Silently, stoically, Robin storms into action, lashing out against the villains in a fast-paced and brutal action sequence that likely leaves several of the men near death. In the final moments of the scene, he reaches one of the baddies, who is trying to escape in a car.

"You ever touch your kid again and I'll find you," Robin tells the man as he brutalizes him, leaving him bleeding and broken.

Then he turns around and delivers the "f--k Batman" line.

While common sense suggests Robin's "f--k Batman" is in response to the original inquiry -- "Where's Batman?" -- it is delivered about 90 seconds after that line, and those are 90 long seconds since there is a high-intensity fight scene packed with memorable beats that pull audience attention and focus.

Even so, a silent, stoic hero who punctuates his actions with a dramatic declaration would have created an intention and obvious callback to the beginning of the scene, forcing the audience to remember why he might say something so seemingly random and making the connection.

But after a long silence and a number of deliberate actions, Robin stops being stoic in order to deliver a moral to one of the criminals: child abuse is bad. Stop abusing children.

Then he beats the man badly and delivers the "f--k Batman" line, which unintentionally creates a juxtaposition: child abuse, beat, f--k Batman.

In other words, while it is almost certainly not the intent of the writing or performances in the scene, the film language here is telling the audience that Dick's anger with Batman is associated with child abuse. Given that Dick has been Bruce's adoptive son and young ward/sidekick for years prior to the start of Titans, it is not difficult to assume that the implication of the scene is that Batman was abusing Robin.

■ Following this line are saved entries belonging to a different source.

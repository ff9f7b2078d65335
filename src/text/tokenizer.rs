use crate::data::{class, COMMENT, PUNCTUATION, QUOTE, WHITESPACE};
use crate::errors::{Error, LexErrorKind};
use crate::Scalar;
use tracing::trace;

/// Inputs shorter than this use exact capacity bounds
const SMALL_INPUT: usize = 300;

/// The kind of a token in a [`TokenTape`]
#[derive(Debug, Clone, Copy, PartialEq, Eq, Hash)]
#[repr(u8)]
pub enum TokenKind {
    /// A scalar without surrounding quotes
    UnquotedScalar = 1,

    /// A scalar whose span starts and ends with a quote
    QuotedScalar = 2,

    /// `{`
    OpenGroup = 3,

    /// `}`
    CloseGroup = 4,

    /// `=`
    Equals = 5,
}

impl TokenKind {
    /// Returns true for either scalar kind
    #[inline]
    pub fn is_scalar(self) -> bool {
        matches!(self, TokenKind::UnquotedScalar | TokenKind::QuotedScalar)
    }
}

/// The output of a single tokenizer pass.
///
/// Tokens, scalar spans and group sizes are stored in dense, index-parallel
/// arrays. The n-th scalar token corresponds to the n-th scalar span and the
/// n-th open group token (the implicit root group is the zeroth) corresponds
/// to the n-th group size. Scalars reference the input and are never copied.
///
/// ```
/// use clausewitz_save::text::{Tokenizer, TokenKind};
/// let tape = Tokenizer::new(b"a=b").tokenize()?;
/// assert_eq!(
///     tape.tokens(),
///     &[
///         TokenKind::OpenGroup,
///         TokenKind::UnquotedScalar,
///         TokenKind::Equals,
///         TokenKind::UnquotedScalar,
///         TokenKind::CloseGroup,
///     ]
/// );
/// assert_eq!(tape.scalar(0).as_bytes(), b"a");
/// assert_eq!(tape.group_sizes(), &[1]);
/// # Ok::<(), clausewitz_save::Error>(())
/// ```
#[derive(Debug, Clone)]
pub struct TokenTape<'a> {
    data: &'a [u8],
    tokens: Vec<TokenKind>,
    scalar_offsets: Vec<usize>,
    scalar_lengths: Vec<u32>,
    group_sizes: Vec<i32>,
}

impl<'a> TokenTape<'a> {
    /// The tokens, starting with the implicit root open group and ending with
    /// its close group
    pub fn tokens(&self) -> &[TokenKind] {
        &self.tokens
    }

    /// The input the tape references
    pub fn data(&self) -> &'a [u8] {
        self.data
    }

    /// Returns the n-th scalar as a zero-copy view into the input. Quoted
    /// scalars include their quotes.
    ///
    /// Panics if `index` is out of bounds
    pub fn scalar(&self, index: usize) -> Scalar<'a> {
        let (offset, len) = self.scalar_span(index);
        Scalar::new(&self.data[offset..offset + len as usize])
    }

    /// Returns the byte offset and length of the n-th scalar
    ///
    /// Panics if `index` is out of bounds
    pub fn scalar_span(&self, index: usize) -> (usize, u32) {
        (self.scalar_offsets[index], self.scalar_lengths[index])
    }

    /// The number of scalars
    pub fn scalar_count(&self) -> usize {
        self.scalar_offsets.len()
    }

    /// The running entry count of each group, a pre-sizing hint for the
    /// group's children. Keyed entries count once.
    pub fn group_sizes(&self) -> &[i32] {
        &self.group_sizes
    }

    /// The number of groups including the implicit root
    pub fn group_count(&self) -> usize {
        self.group_sizes.len()
    }
}

/// Splits a byte buffer into a [`TokenTape`] in one linear pass.
///
/// Storage is reserved up front from an upper bound derived from the input
/// length and never grows: exceeding the bound is an error, not a
/// reallocation.
#[derive(Debug)]
pub struct Tokenizer<'a> {
    data: &'a [u8],
    token_capacity: usize,
    node_capacity: usize,
}

impl<'a> Tokenizer<'a> {
    /// Creates a tokenizer over the data with capacity bounds derived from
    /// its length
    pub fn new(data: &'a [u8]) -> Self {
        let (token_capacity, node_capacity) = if data.len() < SMALL_INPUT {
            // the two implicit root tokens plus the all punctuation worst case
            (data.len() + 2, data.len() + 1)
        } else {
            (data.len() / 2, data.len() / 5)
        };

        trace!(
            len = data.len(),
            token_capacity,
            node_capacity,
            "tokenizer capacity"
        );

        Tokenizer {
            data,
            token_capacity,
            node_capacity,
        }
    }

    /// Runs the tokenizer
    pub fn tokenize(self) -> Result<TokenTape<'a>, Error> {
        let mut state = TokenizerState {
            tape: TokenTape {
                data: self.data,
                tokens: Vec::with_capacity(self.token_capacity),
                scalar_offsets: Vec::with_capacity(self.node_capacity),
                scalar_lengths: Vec::with_capacity(self.node_capacity),
                group_sizes: Vec::with_capacity(self.node_capacity),
            },
            stack: vec![0],
            token_capacity: self.token_capacity,
            node_capacity: self.node_capacity,
        };

        state.push_token(TokenKind::OpenGroup, 0)?;
        state.push_group(0)?;

        let data = self.data;
        let mut start = 0;
        let mut in_quotes = false;
        let mut in_comment = false;
        let mut escaped = false;

        for (i, &c) in data.iter().enumerate() {
            if in_comment {
                if c == b'\n' {
                    in_comment = false;
                }
                start = i + 1;
                continue;
            }

            if in_quotes {
                if escaped {
                    escaped = false;
                } else if c == b'\\' {
                    escaped = true;
                } else if c == b'"' {
                    in_quotes = false;
                }
                continue;
            }

            let kind = class(c);
            if kind == 0 {
                continue;
            }

            if kind & QUOTE != 0 {
                in_quotes = true;
                continue;
            }

            if start < i {
                state.push_scalar(start, i)?;
            }

            if kind & WHITESPACE != 0 {
                start = i + 1;
            } else if kind & PUNCTUATION != 0 {
                match c {
                    b'{' => state.open_group(i)?,
                    b'}' => state.close_group(i)?,
                    _ => state.equals(i)?,
                }
                start = i + 1;
            } else if kind & COMMENT != 0 {
                in_comment = true;
            }
        }

        // synthetic trailing newline closes the last scalar, even an
        // unterminated quoted one
        if !in_comment && start < data.len() {
            state.push_scalar(start, data.len())?;
        }

        if state.stack.len() > 1 {
            return Err(LexErrorKind::UnclosedGroup { offset: data.len() }.into());
        }

        state.push_token(TokenKind::CloseGroup, data.len())?;
        Ok(state.tape)
    }
}

struct TokenizerState<'a> {
    tape: TokenTape<'a>,
    stack: Vec<usize>,
    token_capacity: usize,
    node_capacity: usize,
}

impl<'a> TokenizerState<'a> {
    #[inline]
    fn push_token(&mut self, kind: TokenKind, offset: usize) -> Result<(), Error> {
        if self.tape.tokens.len() >= self.token_capacity {
            return Err(LexErrorKind::TokenCapacity { offset }.into());
        }

        self.tape.tokens.push(kind);
        Ok(())
    }

    #[inline]
    fn push_group(&mut self, offset: usize) -> Result<(), Error> {
        if self.tape.group_sizes.len() >= self.node_capacity {
            return Err(LexErrorKind::GroupCapacity { offset }.into());
        }

        self.tape.group_sizes.push(0);
        Ok(())
    }

    #[inline]
    fn current_group(&mut self) -> &mut i32 {
        let ind = self.stack[self.stack.len() - 1];
        &mut self.tape.group_sizes[ind]
    }

    #[inline]
    fn push_scalar(&mut self, start: usize, end: usize) -> Result<(), Error> {
        let span = &self.tape.data[start..end];
        let kind = if span.len() >= 2 && span[0] == b'"' && span[span.len() - 1] == b'"' {
            TokenKind::QuotedScalar
        } else {
            TokenKind::UnquotedScalar
        };

        if self.tape.scalar_offsets.len() >= self.node_capacity {
            return Err(LexErrorKind::ScalarCapacity { offset: start }.into());
        }

        let len = u32::try_from(span.len())
            .map_err(|_| Error::parse(start, "scalar longer than 4 GiB"))?;

        self.push_token(kind, start)?;
        self.tape.scalar_offsets.push(start);
        self.tape.scalar_lengths.push(len);
        *self.current_group() += 1;
        Ok(())
    }

    #[inline]
    fn open_group(&mut self, offset: usize) -> Result<(), Error> {
        self.push_token(TokenKind::OpenGroup, offset)?;
        *self.current_group() += 1;
        let ind = self.tape.group_sizes.len();
        self.push_group(offset)?;
        self.stack.push(ind);
        Ok(())
    }

    #[inline]
    fn close_group(&mut self, offset: usize) -> Result<(), Error> {
        if self.stack.len() <= 1 {
            return Err(LexErrorKind::UnmatchedClose { offset }.into());
        }

        self.push_token(TokenKind::CloseGroup, offset)?;
        self.stack.pop();
        Ok(())
    }

    #[inline]
    fn equals(&mut self, offset: usize) -> Result<(), Error> {
        self.push_token(TokenKind::Equals, offset)?;
        *self.current_group() -= 1;
        Ok(())
    }
}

If that was the intent, the internet would likely be having a much bigger, broader conversation about why depicting one of DC's most beloved heroes as a child abuser is problematic. That we are not having such a conversation suggests that this was a case of sloppy editing, which is a less serious problem -- but a problem nonetheless.

What is doubly odd is that shuffling some lines around may have made it work better; before Robin comes into the picture, the dealer suggests that his drugs are pink because that appeals to kids, so the idea that Robin is protective of children could have been distinguished easily from the "f--k Batman" line. And, of course, since this is an implicit rather than explicit editing error, many viewers might read no fault in the whole scene and might think this entire analysis is about nothing. That is fair, but juxtaposing two thoughts close to one another creates a subconscious connection between them, and so while this misconception will not occur to everyone it will occur to enough people that it should likely not be there.

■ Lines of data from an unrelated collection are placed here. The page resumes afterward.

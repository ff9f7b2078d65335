use crate::container::GameFamily;
use crate::text::Node;
use std::collections::BTreeMap;
use tracing::debug;

/// The top level gamestate keys lifted into parts of their own
pub fn split_keys(family: GameFamily) -> &'static [&'static str] {
    match family {
        GameFamily::Eu4 => &[
            "active_wars",
            "previous_wars",
            "provinces",
            "countries",
            "countries_history",
            "trade_nodes",
            "rebel_factions",
            "active_advisors",
            "map_area_data",
            "religions",
            "diplomacy",
            "inflation_statistics",
            "religion_data",
        ],
        GameFamily::Ck3 => &[
            "living",
            "dead_unprunable",
            "characters",
            "dynasties",
            "landed_titles",
            "provinces",
        ],
        GameFamily::Stellaris => &["country", "species", "galactic_object", "planets", "fleet", "ships"],
        GameFamily::Hoi4 => &["countries", "states"],
    }
}

/// Removes each key from the root and returns the removed nodes by key.
///
/// Keys that are absent are skipped. Only the first entry of a duplicated
/// key is lifted; later ones stay in the root.
///
/// ```
/// use clausewitz_save::intermediate::split;
/// use clausewitz_save::text::parse;
/// let mut root = parse(b"date=1444.11.11 provinces={ -1={ } } countries={ }")?;
/// let parts = split(&mut root, &["provinces", "countries", "diplomacy"]);
/// assert_eq!(parts.len(), 2);
/// assert_eq!(root, parse(b"date=1444.11.11")?);
/// # Ok::<(), clausewitz_save::Error>(())
/// ```
pub fn split(root: &mut Node, keys: &[&str]) -> BTreeMap<String, Node> {
    let mut result = BTreeMap::new();
    let Some(array) = root.as_array_mut() else {
        return result;
    };

    for key in keys {
        if let Some(node) = array.remove_key(key) {
            debug!(key, "lifted key out of gamestate");
            result.insert(String::from(*key), node);
        }
    }

    result
}

/// The inverse of [`split`]: moves every part named by a key back into the
/// root. Rejoined keys are appended in key order.
pub fn join(root: &mut Node, parts: &mut BTreeMap<String, Node>, keys: &[&str]) {
    let Some(array) = root.as_array_mut() else {
        return;
    };

    for key in keys {
        if let Some(node) = parts.remove(*key) {
            array.push_keyed(*key, node);
        }
    }
}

Given that so far, DC's dark, brooding feature film library is five movies deep and includes two that have had serious editing problems (Batman v Superman and Suicide Squad) as well as a third that famously has a radically different director's cut out there somewhere (Justice League), one would think that the Titans crew would be hyper-aware of the editing on the show.

One scene is not, in and of itself, a serious problem for a show of this magnitude, and the unintended implication that Batman is a child abuser does not ruin an otherwise watchable episode of TV.

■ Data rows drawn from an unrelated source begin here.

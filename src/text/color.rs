use super::node::{ArrayNode, Node, TaggedNode, ValueNode};
use crate::ScalarError;

/// The color space named by a tag
#[derive(Debug, Clone, Copy, PartialEq, Eq, Hash)]
pub enum ColorSpace {
    /// `rgb { 255 128 0 }`
    Rgb,

    /// `hsv { 0.5 0.2 0.8 }`, components within [0, 1]
    Hsv,

    /// `hsv360 { 180 20 80 }`, hue in degrees
    Hsv360,

    /// `hex { 0xff8000 }`, decoded into rgb(a) components
    Hex,

    /// `cylindrical { 0.5 0.2 0.8 }`
    Cylindrical,
}

impl ColorSpace {
    /// Returns the color space for a tag
    pub fn from_tag(tag: &str) -> Option<Self> {
        match tag {
            "rgb" => Some(ColorSpace::Rgb),
            "hsv" => Some(ColorSpace::Hsv),
            "hsv360" => Some(ColorSpace::Hsv360),
            "hex" => Some(ColorSpace::Hex),
            "cylindrical" => Some(ColorSpace::Cylindrical),
            _ => None,
        }
    }

    /// The tag that introduces this color space
    pub fn tag(&self) -> &'static str {
        match self {
            ColorSpace::Rgb => "rgb",
            ColorSpace::Hsv => "hsv",
            ColorSpace::Hsv360 => "hsv360",
            ColorSpace::Hex => "hex",
            ColorSpace::Cylindrical => "cylindrical",
        }
    }
}

/// A color with 3 or 4 components (the optional fourth is alpha)
///
/// ```
/// use clausewitz_save::text::{parse, ColorSpace};
/// let root = parse(b"color = hex { 0xff800040 }")?;
/// let color = root.get_first("color").unwrap().as_tagged().unwrap().color()?;
/// assert_eq!(color.space(), ColorSpace::Hex);
/// assert_eq!(color.components(), &[255.0, 128.0, 0.0, 64.0]);
/// # Ok::<(), Box<dyn std::error::Error>>(())
/// ```
#[derive(Debug, Clone, PartialEq)]
pub struct GameColor {
    space: ColorSpace,
    components: Vec<f64>,
}

impl GameColor {
    /// Creates a color, failing unless there are 3 or 4 components
    pub fn new(space: ColorSpace, components: Vec<f64>) -> Result<Self, ScalarError> {
        if !(3..=4).contains(&components.len()) {
            return Err(ScalarError::InvalidColor(format!(
                "{} components",
                components.len()
            )));
        }

        Ok(GameColor { space, components })
    }

    /// The color space
    pub fn space(&self) -> ColorSpace {
        self.space
    }

    /// The components
    pub fn components(&self) -> &[f64] {
        &self.components
    }

    /// The alpha component, if present
    pub fn alpha(&self) -> Option<f64> {
        self.components.get(3).copied()
    }

    /// Converts the color back into a tagged node
    pub fn to_node(&self) -> TaggedNode {
        let mut array = ArrayNode::with_capacity(self.components.len());
        match self.space {
            ColorSpace::Hex => {
                let hex: String = self
                    .components
                    .iter()
                    .map(|&x| format!("{:02x}", x.clamp(0.0, 255.0) as u8))
                    .collect();
                array.push(Node::Value(ValueNode::unquoted(format!("0x{}", hex))));
            }
            _ => {
                for &x in &self.components {
                    let value = if x.fract() == 0.0 && x.abs() < 1e15 {
                        ValueNode::from_i64(x as i64)
                    } else {
                        ValueNode::from_f64(x)
                    };
                    array.push(Node::Value(value));
                }
            }
        }

        TaggedNode::new(self.space.tag(), array)
    }
}

impl TaggedNode {
    /// Interprets the tagged node as a color
    pub fn color(&self) -> Result<GameColor, ScalarError> {
        let space = ColorSpace::from_tag(self.tag())
            .ok_or_else(|| ScalarError::InvalidColor(format!("unknown tag {}", self.tag())))?;

        let components = match space {
            ColorSpace::Hex => {
                let value = match self.array().entries() {
                    [entry] if entry.key.is_none() => entry.node.value()?,
                    _ => return Err(ScalarError::InvalidColor(String::from("expected one hex value"))),
                };
                decode_hex(value.as_bytes())?
            }
            _ => self
                .array()
                .values()
                .map(|x| x.to_f64())
                .collect::<Result<Vec<_>, _>>()?,
        };

        GameColor::new(space, components)
    }
}

fn decode_hex(data: &[u8]) -> Result<Vec<f64>, ScalarError> {
    let invalid = || ScalarError::InvalidColor(String::from_utf8_lossy(data).into_owned());
    let digits = data
        .strip_prefix(b"0x")
        .or_else(|| data.strip_prefix(b"0X"))
        .unwrap_or(data);

    if digits.len() != 6 && digits.len() != 8 {
        return Err(invalid());
    }

    digits
        .chunks_exact(2)
        .map(|pair| {
            let text = std::str::from_utf8(pair).map_err(|_| invalid())?;
            u8::from_str_radix(text, 16)
                .map(f64::from)
                .map_err(|_| invalid())
        })
        .collect()
}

That said, an issue with Titans is that it seems to be so determined to push the envelope that it loses sight of the bigger picture, and the heroics that make DC characters appealing, at times. Delivering a glib F-bomb and inadvertently creating the impression that Batman might be a child abuser feels like a microcosm of that issue -- and an illustration of how the issue if completely avoidable and fixable going forward.

New episodes of Titans debut on the DC Universe app Friday mornings.